Precedential No. 33: "DORSAL NIGHT SPLINT" Generic For Orthopedic Splints Worn at Night, Says TTAB
Applicant Active Ankle was tripped up in its attempt to register DORSAL NIGHT SPLINT on the Supplemental Register. The Board found the phrase to be generic for "orthopedic splints for the foot and ankle." In re Active Ankle Systems, Inc., 83 USPQ2d 1532 (TTAB 2007) [precedential].

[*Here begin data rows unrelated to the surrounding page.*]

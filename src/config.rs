use crate::{
    api::{ApiQuerier, ExhaustPolicy, DEFAULT_PROVIDERS, DEFAULT_PROXY},
    conf::DEFAULT_TIMEOUT,
    share::DEFAULT_SERVER_PORT,
    ConfigErr, QueryErr,
};
use serde::Deserialize;
use std::{fs, path::Path, time::Duration};

#[derive(Deserialize, Debug, Clone, Default, PartialEq, Eq)]
#[serde(deny_unknown_fields, default)]
pub struct Config {
    pub server: ServerConfig,
    pub query: QueryConfig,
    pub api: ApiConfig,
    pub refresh: RefreshConfig,
}

/// Server queried when no address is given.
#[derive(Deserialize, Debug, Clone, PartialEq, Eq)]
#[serde(deny_unknown_fields, default)]
pub struct ServerConfig {
    pub host: String,
    pub port: u16,
}

impl Default for ServerConfig {
    fn default() -> Self {
        Self {
            host: "rwmc.top".into(),
            port: DEFAULT_SERVER_PORT,
        }
    }
}

#[derive(Deserialize, Debug, Clone, Copy, Default, PartialEq, Eq)]
#[serde(rename_all = "lowercase")]
pub enum Strategy {
    /// Server List Ping straight to the server.
    #[default]
    Direct,
    /// Third-party status APIs.
    Api,
}

#[derive(Deserialize, Debug, Clone, PartialEq, Eq)]
#[serde(deny_unknown_fields, default)]
pub struct QueryConfig {
    pub strategy: Strategy,
    pub timeout_ms: u64,
    /// Follow SRV records on direct queries.
    pub srv: bool,
}

impl Default for QueryConfig {
    fn default() -> Self {
        Self {
            strategy: Strategy::default(),
            timeout_ms: DEFAULT_TIMEOUT.as_millis() as u64,
            srv: true,
        }
    }
}

impl QueryConfig {
    pub fn timeout(&self) -> Duration {
        Duration::from_millis(self.timeout_ms)
    }
}

#[derive(Deserialize, Debug, Clone, PartialEq, Eq)]
#[serde(deny_unknown_fields, default)]
pub struct ApiConfig {
    /// URL templates with `%host%` and `%port%` placeholders, tried in order.
    pub providers: Vec<String>,
    /// First provider to ask.
    pub provider: usize,
    pub allow_retry: bool,
    pub use_proxy: bool,
    pub proxy: String,
    pub on_exhausted: ExhaustPolicy,
}

impl Default for ApiConfig {
    fn default() -> Self {
        Self {
            providers: DEFAULT_PROVIDERS.iter().map(|p| p.to_string()).collect(),
            provider: 0,
            allow_retry: true,
            use_proxy: false,
            proxy: DEFAULT_PROXY.into(),
            on_exhausted: ExhaustPolicy::default(),
        }
    }
}

impl ApiConfig {
    pub fn querier(&self, timeout: Duration) -> Result<ApiQuerier, QueryErr> {
        Ok(ApiQuerier::with_timeout(self.providers.clone(), timeout)?
            .proxy(self.use_proxy.then(|| self.proxy.clone()))
            .on_exhausted(self.on_exhausted))
    }
}

#[derive(Deserialize, Debug, Clone, PartialEq, Eq)]
#[serde(deny_unknown_fields, default)]
pub struct RefreshConfig {
    pub enabled: bool,
    pub interval_secs: u64,
}

impl Default for RefreshConfig {
    fn default() -> Self {
        Self {
            enabled: false,
            interval_secs: 10,
        }
    }
}

impl Config {
    pub fn load(path: impl AsRef<Path>) -> Result<Self, ConfigErr> {
        Self::parse(&fs::read_to_string(path)?)
    }

    pub fn parse(text: &str) -> Result<Self, ConfigErr> {
        let config: Config = toml::from_str(text)?;
        config.validate()?;

        Ok(config)
    }

    pub fn validate(&self) -> Result<(), ConfigErr> {
        if self.server.port == 0 {
            return Err(ConfigErr::Invalid("server.port must not be 0".into()));
        }
        if self.query.timeout_ms == 0 {
            return Err(ConfigErr::Invalid("query.timeout_ms must not be 0".into()));
        }
        if self.api.providers.is_empty() {
            return Err(ConfigErr::Invalid("api.providers must not be empty".into()));
        }
        if self.api.provider >= self.api.providers.len() {
            return Err(ConfigErr::Invalid(format!(
                "api.provider {} is out of range ({} providers)",
                self.api.provider,
                self.api.providers.len()
            )));
        }
        if self.refresh.interval_secs == 0 {
            return Err(ConfigErr::Invalid(
                "refresh.interval_secs must not be 0".into(),
            ));
        }

        Ok(())
    }
}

In a preliminary skirmish, Examining Attorney Lana H. Pham contended that DORSAL NIGHT SPLINT is a compound word [If you buy that one, I have a bridge in Brooklyn I'd like to sell you - ed.], and therefore that the CAFC's In re Gould analysis should apply. (In re Gould Paper Corp., 5 USPQ2d 1110 (Fed. Cir. 1987)). Applicant correctly contended that the subject phrase is a phrase and therefore that In re American Fertility Society, 51 USPQ2d 1832 (Fed. Cir. 1999), applies. The Board agreed with Applicant that American Fertility controls, but it declined to grant Applicant's request that an augmented panel consider overruling the TTAB's decision in In re Leatherman Tool Group, Inc., 32 USPQ2d 1443 (TTAB 1994); the Examining Attorney's inappropriate reliance on that decision (superseded by the CAFC's American Fertility ruling) does not require the Board to expressly overrule it.
The PTO relied on two NEXIS database excerpts, a handful of Internet pages, and excerpts from Applicant's own website, showing use of the phrase "dorsal night splint." Other Internet evidence established that dorsal splints are used in connection with the foot and that the term "dorsal" is used in connection with the foot and ankle. And Applicant submitted four registrations with "night splint "but not "dorsal night splint" in their identifications of goods.

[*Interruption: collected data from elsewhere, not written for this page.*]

use crate::QueryErr;
use regex::Regex;
use std::{sync::LazyLock, time::Duration};
use tokio::net::TcpStream;

pub const DEFAULT_SERVER_PORT: u16 = 25565;

static FORMAT_CODE: LazyLock<Regex> =
    LazyLock::new(|| Regex::new("§[0-9a-fk-or]").expect("format code pattern is valid"));

/// Open a TCP connection, giving up after `timeout`.
///
/// Both a refused connection and an expired connect timeout are reported as
/// [QueryErr::ConnectionFailed].
pub async fn create_tcp_socket(
    host: &str,
    port: u16,
    timeout: Duration,
) -> Result<TcpStream, QueryErr> {
    let target = format!("{}:{}", host, port);

    match tokio::time::timeout(timeout, TcpStream::connect((host, port))).await {
        Ok(Ok(socket)) => {
            socket.set_nodelay(true).ok();
            Ok(socket)
        }
        Ok(Err(err)) => Err(QueryErr::ConnectionFailed {
            target,
            reason: err.to_string(),
        }),
        Err(_) => Err(QueryErr::ConnectionFailed {
            target,
            reason: format!("connect timed out after {} ms", timeout.as_millis()),
        }),
    }
}

pub fn is_valid_port(port: u16) -> bool {
    port != 0
}

/// Remove `§` formatting codes and put each line break on a single space.
///
/// Stripping runs until nothing changes, so input such as `§§aa` cannot leave a
/// new code behind and the result is stable when stripped again.
pub fn strip_formatting(text: &str) -> String {
    let mut current = text.replace("\r\n", "\n");

    loop {
        let stripped = FORMAT_CODE.replace_all(&current, "");

        if stripped.len() == current.len() {
            break;
        }
        current = stripped.into_owned();
    }

    current.replace('\n', " ")
}

#[cfg(test)]
mod tests {
    use super::*;

    #[test]
    fn strips_color_and_style_codes() {
        assert_eq!(strip_formatting("A §aColorful§r Server"), "A Colorful Server");
        assert_eq!(
            strip_formatting("§0§1§2§3§4§5§6§7§8§9§a§b§c§d§e§f§k§l§m§n§o§rplain"),
            "plain"
        );
    }

    #[test]
    fn keeps_unknown_codes() {
        assert_eq!(strip_formatting("§zkeep §Xthis"), "§zkeep §Xthis");
    }

    #[test]
    fn collapses_newlines() {
        assert_eq!(strip_formatting("line one\nline two"), "line one line two");
        assert_eq!(strip_formatting("§6top\r\n§7bottom"), "top bottom");
    }

    #[test]
    fn stripping_is_idempotent() {
        for input in ["A §aColorful§r Server", "§§aa", "§§§aaa\n§", "nothing here"] {
            let once = strip_formatting(input);
            assert_eq!(strip_formatting(&once), once, "input {:?}", input);
        }
        assert_eq!(strip_formatting("§§aa"), "");
    }

    #[test]
    fn port_zero_is_invalid() {
        assert!(!is_valid_port(0));
        assert!(is_valid_port(1));
        assert!(is_valid_port(DEFAULT_SERVER_PORT));
    }
}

Everyone agreed that the genus of goods at issue was "orthopedic splints for the foot and ankle to be worn while sleeping." The Board next found that the relevant public includes the general public, not just physicians and podiatrists, since Applicant's splints are available for purchase by the public via the Internet.
Applicant admitted during prosecution that "NIGHT SPLINT" is generic in relation to its goods. The Board also found that the words DORSAL, NIGHT, and SPLINT are each generic as to the goods. It ruled that the two NEXIS excerpts and the eight Internet excerpts were sufficient to show that DORSAL NIGHT SPLINT is generic.
Applicant unsuccessfully argued that some of the excerpts referred to its product, but the Board pointed out that in those excerpts the phrase was still used generically. Moreover, three of Applicant's competitors use the phrase generically.
Pointing to what may have been Applicant's Achilles heel(s), the Board asserted that the phrase is used generically on the specimens of record (see below): "Tips for getting the greatest benefits from your new Dorsal Night Splint." According to the Board, the letters DNS would be seen as indicating the source of Applicant's products. "This is so despite applicant's use of the barely noticeable 'TM' symbol in connection with the second use of DORSAL NIGHT SPLINT." Moreover, the term "A-Force" is prominently displayed on the splints, diminishing any possible source-identifying significance of DORSAL NIGHT SPLINT.
Finally, the Board observed that DORSAL NIGHT SPLINT is generic despite the fact that other terms ["Night Splint," "Plantar Fasciitis Night Splint," "Night Passive Splint," and "Night Foot Splint"] may be used to name the goods. All of the generic names for a product are in the public domain.
TTABlog comment: I don't disagree with the Board's ruling, but I think it went a bit too far in relying on Applicant's specimen of use and its other trademark as further support for its genericness ruling. Applicant did use the phrase "Dorsal Night Splint" in initial caps on its specimen of use. And the fact that the trademark "A-Force" also appears on the product doesn't mean that Applicant can't have two trademarks on the product.
Nonetheless, DORSAL NIGHT SPLINT seems to be generic under what I call the "reverse-Carnac" test (adopted from the legendary Johnny Carson's tv routine, "Carnac the Magnificent"). Imagine Johnny holding an envelope to his head after reading off the following question "What do you call a splint worn at night to provide support to the dorsal region of the foot?" After Ed McMahon repeats the question and Johnny does a double-take, he tears open the envelope to read: DORSAL NIGHT SPLINT.